Given this potentially suspenseful premise and a starry talent list—David Milch (Deadwood, etc.) created the series; Michael Mann (Miami Vice, etc.) is an executive producer; Nick Nolte co-stars; Michael Gambon makes recurrent appearances—Luck might seem to be an entertainment sure thing. But the series itself appears to have fallen captive to the racing milieu, reveling so exhaustively in the arcana of stable routines, sweepstakes procedures, and betting lingo that story itself becomes an also-ran.

Most problematically, Milch and his collaborators bestow comparable gritty, gloomy emphasis on too many characters, creating a biographic sprawl that even the actors’ consistently terrific performances can’t focus. The tale’s most intriguing figure is the mysterious, tightly wound Ace, who is plotting a vengeful scheme to gain financial control of a racetrack, with help from his deceptively avuncular sidekick Gus (Dennis Farina). Alas, for a good two-thirds of the season’s nine episodes, Ace’s narrative fails to stand out from a slew of other plotlines, many of them anchored to situation, rather than personality. A tediously brooding, gravelly-voiced trainer-turned-owner named Walter Smith (Nolte) shuffles regularly into the picture, sometimes to talk to a beloved dead horse, or to interact with Rosie (Kerry Condon), a fledgling jockey with an adorable Irish brogue. A quartet of seedy, mutually loyal gamblers—including Jerry (Jason Gedrick), a poker addict with an eye for handicapping horses—gets a tiresome amount of play. A testy Peruvian-born horse trainer named Turo Escalante (John Ortiz) strides around a lot, though we learn frustratingly little about his life. And that’s just for starters.

Filmed in saturated colors that convey the jumpy dynamism of the racing world, and accompanied by ominous musical underscoring, Luck bounces back and forth between these fictional personae, prowling through stables, racetrack offices, seedy motels, and a few upscale mobster haunts. It takes a heck of a long time to figure out what’s going on, even if you have recourse to the glossary of racing terms that HBO helpfully provided to reviewers. (I now know what a “quinella” is.) The first two episodes, in particular, cram in so many faces, and so much esoteric barn and bookie lore, that I wondered if the sensory overload was intentionally confusing. Maybe Luck was a too-clever parable about recondite high finance and the Great Recession? If a credit-default swap were a thoroughbred, what gait would it have?

The series does become less befuddling as it proceeds, and jargon and an expansive cast list aren’t flaws in themselves: HBO’s superlative The Wire boasted enough characters to fill a small encyclopedia, and its underworld denizens spoke an argot that might have been mistaken for a foreign language. But the protagonists of The Wire had so much idiosyncrasy and soul that you couldn’t help caring about them, and their narratives were clearly linked in a single arc. Luck’s characters are less rounded, and the show’s creative vision is far less coherent.

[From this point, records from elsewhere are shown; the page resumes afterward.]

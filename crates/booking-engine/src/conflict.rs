//! Conflict detection for proposed bookings.
//!
//! Only bookings in the same room on the same calendar date can conflict;
//! the comparison itself is the half-open interval overlap from
//! [`TimeInterval`](crate::interval::TimeInterval). A room under
//! maintenance rejects before any interval work.

use crate::booking::Booking;
use crate::error::Result;
use crate::model::Room;

/// Outcome of checking one proposed booking against existing bookings.
#[derive(Debug, Clone, PartialEq, Eq)]
pub enum ConflictOutcome {
    /// No overlap with any existing booking.
    Clear,
    /// Overlaps the first conflicting booking in stored order.
    Conflict { with: String, overlap_minutes: i64 },
    /// The room is under maintenance; time was never compared.
    RoomUnavailable,
}

/// Checks a proposed booking against the existing bookings for its room.
///
/// `existing` may contain bookings for other rooms or dates; they are
/// filtered out here so callers can pass a coarse query result. When the
/// proposed booking carries an id (a reschedule), the stored record with
/// that id is skipped. The first overlapping booking in stored order wins,
/// so the result is deterministic rather than "any conflicting booking".
///
/// # Errors
/// `InvalidInterval` when the proposed booking or a stored candidate has a
/// zero duration or runs past midnight.
pub fn check_booking(
    proposed: &Booking,
    room: &Room,
    existing: &[Booking],
) -> Result<ConflictOutcome> {
    if !room.is_assignable() {
        return Ok(ConflictOutcome::RoomUnavailable);
    }

    let proposed_interval = proposed.interval()?;

    for candidate in existing {
        if candidate.room_name != proposed.room_name || candidate.date != proposed.date {
            continue;
        }
        if !proposed.id.is_empty() && candidate.id == proposed.id {
            continue;
        }

        let candidate_interval = candidate.interval()?;
        if proposed_interval.overlaps(&candidate_interval) {
            return Ok(ConflictOutcome::Conflict {
                with: candidate.id.clone(),
                overlap_minutes: proposed_interval.overlap_minutes(&candidate_interval),
            });
        }
    }

    Ok(ConflictOutcome::Clear)
}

Yet when it comes to the beauty and terrifying fragility of horses, Luck is succintly eloquent. Each episode portrays a whiteknuckle race or two, and the footage of crouched jockeys and galloping thoroughbreds, filmed from various angles, is both nerve-wracking and thrilling. At other times, Luck gazes poignantly at glossy animals at rest. Early in the series, Jerry and his buddies pool their resources to buy a racehorse. It’s a business proposition, but they can’t help falling a little bit in love with their purchase. At one point, when they visit the stables, Escalante tersely informs them that they can feed the horse a few carrots. The four gamblers nervously hold out the vegetables, mystified expressions spreading over their faces. For a moment, the confinement of obsession finds release in wonder.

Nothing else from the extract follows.